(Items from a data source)

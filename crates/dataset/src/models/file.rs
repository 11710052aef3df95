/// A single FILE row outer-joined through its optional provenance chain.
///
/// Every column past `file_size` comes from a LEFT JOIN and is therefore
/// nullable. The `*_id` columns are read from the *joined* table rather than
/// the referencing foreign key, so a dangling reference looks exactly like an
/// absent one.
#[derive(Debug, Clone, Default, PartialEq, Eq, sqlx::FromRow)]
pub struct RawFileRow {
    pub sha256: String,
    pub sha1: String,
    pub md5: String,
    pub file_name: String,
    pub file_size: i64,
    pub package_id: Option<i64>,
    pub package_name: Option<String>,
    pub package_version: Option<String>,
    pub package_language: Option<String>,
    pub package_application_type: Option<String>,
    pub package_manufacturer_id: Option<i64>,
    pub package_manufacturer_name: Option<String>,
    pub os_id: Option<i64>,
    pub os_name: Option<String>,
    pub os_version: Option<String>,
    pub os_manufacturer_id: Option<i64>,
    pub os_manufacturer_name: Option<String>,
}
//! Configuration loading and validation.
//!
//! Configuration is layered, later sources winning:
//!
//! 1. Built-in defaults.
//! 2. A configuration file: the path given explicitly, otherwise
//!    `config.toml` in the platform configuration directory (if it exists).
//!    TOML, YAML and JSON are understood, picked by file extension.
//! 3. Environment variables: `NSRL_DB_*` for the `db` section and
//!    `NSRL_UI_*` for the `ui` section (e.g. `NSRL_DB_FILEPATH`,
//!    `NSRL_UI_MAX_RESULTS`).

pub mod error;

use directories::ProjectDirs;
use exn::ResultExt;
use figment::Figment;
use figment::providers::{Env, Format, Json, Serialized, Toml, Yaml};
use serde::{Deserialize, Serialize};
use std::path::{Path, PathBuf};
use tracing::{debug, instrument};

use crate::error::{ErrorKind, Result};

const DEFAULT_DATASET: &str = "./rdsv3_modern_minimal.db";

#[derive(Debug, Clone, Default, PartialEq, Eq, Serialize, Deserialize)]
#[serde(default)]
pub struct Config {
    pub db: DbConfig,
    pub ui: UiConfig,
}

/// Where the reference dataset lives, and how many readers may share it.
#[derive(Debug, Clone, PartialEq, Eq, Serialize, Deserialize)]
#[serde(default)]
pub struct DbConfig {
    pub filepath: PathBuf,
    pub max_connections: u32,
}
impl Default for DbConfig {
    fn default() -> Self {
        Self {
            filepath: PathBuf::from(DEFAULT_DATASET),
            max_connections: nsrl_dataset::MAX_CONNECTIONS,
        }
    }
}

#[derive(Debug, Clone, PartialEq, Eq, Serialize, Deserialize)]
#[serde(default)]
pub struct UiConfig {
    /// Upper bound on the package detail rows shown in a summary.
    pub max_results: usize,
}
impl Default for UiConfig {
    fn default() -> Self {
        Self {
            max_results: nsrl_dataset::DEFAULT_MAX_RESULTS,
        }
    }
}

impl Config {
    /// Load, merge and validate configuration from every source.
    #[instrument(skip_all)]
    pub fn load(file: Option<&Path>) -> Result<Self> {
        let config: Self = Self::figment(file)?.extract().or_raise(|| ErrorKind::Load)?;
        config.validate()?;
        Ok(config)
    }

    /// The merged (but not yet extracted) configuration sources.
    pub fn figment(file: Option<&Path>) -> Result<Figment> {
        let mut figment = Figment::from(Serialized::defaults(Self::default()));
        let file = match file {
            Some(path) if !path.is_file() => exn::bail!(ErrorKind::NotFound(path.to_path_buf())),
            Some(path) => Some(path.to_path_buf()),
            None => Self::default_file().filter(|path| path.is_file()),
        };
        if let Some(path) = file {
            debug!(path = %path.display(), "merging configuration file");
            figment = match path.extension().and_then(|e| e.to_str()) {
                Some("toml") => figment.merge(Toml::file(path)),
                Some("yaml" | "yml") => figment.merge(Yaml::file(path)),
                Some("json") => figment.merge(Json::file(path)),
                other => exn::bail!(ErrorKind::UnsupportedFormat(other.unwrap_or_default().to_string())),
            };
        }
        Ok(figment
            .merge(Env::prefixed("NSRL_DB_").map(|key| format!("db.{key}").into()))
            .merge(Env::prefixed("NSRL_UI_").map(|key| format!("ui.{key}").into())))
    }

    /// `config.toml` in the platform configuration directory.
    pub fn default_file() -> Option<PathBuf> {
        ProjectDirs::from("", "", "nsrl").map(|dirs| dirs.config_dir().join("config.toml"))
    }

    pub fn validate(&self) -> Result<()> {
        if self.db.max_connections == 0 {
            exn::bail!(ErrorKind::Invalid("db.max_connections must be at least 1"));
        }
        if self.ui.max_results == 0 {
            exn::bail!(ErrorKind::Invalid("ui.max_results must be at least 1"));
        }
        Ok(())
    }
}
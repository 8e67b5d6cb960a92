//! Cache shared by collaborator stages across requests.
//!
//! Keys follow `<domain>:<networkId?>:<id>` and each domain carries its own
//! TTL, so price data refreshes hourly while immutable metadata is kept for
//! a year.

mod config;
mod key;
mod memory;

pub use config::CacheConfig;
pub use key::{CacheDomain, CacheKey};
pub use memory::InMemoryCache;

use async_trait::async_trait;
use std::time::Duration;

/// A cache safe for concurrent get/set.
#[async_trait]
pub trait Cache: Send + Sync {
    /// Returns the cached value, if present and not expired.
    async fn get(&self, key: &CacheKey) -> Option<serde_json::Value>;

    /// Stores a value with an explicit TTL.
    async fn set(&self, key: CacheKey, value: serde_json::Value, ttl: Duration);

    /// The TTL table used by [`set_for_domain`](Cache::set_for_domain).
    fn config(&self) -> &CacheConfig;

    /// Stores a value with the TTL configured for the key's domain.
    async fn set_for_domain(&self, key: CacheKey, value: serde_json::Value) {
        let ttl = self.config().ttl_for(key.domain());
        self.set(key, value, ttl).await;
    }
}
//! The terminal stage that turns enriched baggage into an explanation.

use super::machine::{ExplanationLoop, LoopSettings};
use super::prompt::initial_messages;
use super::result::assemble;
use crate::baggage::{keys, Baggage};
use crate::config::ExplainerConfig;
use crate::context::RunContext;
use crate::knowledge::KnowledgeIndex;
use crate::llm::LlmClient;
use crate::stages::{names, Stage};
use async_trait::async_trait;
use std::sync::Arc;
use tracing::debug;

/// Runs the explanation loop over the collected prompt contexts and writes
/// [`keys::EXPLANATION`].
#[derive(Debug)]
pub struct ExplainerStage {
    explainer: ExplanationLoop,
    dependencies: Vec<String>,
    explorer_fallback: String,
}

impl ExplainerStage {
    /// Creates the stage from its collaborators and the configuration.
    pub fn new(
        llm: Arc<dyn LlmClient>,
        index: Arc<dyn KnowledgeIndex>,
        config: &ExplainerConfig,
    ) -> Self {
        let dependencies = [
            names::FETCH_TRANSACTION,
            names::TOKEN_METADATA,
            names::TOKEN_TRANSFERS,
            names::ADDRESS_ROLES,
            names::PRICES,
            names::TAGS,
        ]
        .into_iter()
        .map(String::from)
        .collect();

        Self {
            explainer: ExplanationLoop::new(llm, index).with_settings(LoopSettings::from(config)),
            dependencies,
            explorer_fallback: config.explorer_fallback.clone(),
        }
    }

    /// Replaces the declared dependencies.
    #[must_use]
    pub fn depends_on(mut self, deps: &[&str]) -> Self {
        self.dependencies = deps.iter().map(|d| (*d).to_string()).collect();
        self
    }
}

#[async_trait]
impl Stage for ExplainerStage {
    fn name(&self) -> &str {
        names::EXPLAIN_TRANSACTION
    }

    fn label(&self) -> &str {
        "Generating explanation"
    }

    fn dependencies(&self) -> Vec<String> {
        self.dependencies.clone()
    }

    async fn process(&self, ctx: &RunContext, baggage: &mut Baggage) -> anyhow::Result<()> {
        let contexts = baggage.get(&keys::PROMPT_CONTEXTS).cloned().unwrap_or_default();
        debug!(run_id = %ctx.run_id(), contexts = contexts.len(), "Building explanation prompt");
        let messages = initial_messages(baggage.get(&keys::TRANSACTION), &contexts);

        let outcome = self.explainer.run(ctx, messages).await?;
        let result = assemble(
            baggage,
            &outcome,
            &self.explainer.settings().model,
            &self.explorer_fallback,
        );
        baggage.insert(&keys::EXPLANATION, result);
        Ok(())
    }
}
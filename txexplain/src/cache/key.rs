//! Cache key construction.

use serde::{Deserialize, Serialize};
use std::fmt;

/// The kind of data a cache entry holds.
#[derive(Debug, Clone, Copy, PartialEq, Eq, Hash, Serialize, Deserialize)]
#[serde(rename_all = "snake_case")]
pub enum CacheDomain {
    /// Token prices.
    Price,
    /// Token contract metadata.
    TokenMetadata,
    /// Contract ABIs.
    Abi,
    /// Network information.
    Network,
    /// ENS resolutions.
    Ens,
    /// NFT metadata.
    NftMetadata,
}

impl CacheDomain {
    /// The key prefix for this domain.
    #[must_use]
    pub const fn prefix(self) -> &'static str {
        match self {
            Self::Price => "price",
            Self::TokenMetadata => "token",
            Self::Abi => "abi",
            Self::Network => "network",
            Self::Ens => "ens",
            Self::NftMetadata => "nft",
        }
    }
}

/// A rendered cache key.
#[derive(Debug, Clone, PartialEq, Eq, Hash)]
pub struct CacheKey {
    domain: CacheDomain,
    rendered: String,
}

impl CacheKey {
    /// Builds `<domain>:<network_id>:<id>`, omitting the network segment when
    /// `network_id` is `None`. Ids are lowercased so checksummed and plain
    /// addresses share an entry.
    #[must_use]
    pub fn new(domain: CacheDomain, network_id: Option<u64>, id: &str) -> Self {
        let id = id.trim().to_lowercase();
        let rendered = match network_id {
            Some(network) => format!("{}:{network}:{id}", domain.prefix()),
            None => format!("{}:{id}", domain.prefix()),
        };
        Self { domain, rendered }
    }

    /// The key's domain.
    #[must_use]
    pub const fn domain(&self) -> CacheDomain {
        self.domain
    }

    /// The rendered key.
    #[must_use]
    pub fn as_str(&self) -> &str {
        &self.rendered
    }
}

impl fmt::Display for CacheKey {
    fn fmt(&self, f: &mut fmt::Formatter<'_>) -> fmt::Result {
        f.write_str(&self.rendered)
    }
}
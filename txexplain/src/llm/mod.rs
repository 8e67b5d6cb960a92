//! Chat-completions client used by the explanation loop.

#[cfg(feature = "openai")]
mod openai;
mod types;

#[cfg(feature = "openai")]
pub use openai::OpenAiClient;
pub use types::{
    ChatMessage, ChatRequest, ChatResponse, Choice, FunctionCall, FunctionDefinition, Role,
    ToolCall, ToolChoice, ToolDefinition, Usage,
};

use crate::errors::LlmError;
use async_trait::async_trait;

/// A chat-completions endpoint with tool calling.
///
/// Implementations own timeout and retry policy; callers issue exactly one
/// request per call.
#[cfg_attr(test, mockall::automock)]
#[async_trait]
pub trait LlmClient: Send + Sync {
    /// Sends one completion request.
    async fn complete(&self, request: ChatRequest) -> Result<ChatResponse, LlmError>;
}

§ **Exercise brief**
The answer is a number only: how many lines of the data above include "ExplanationLoop"?

§ **Output**
3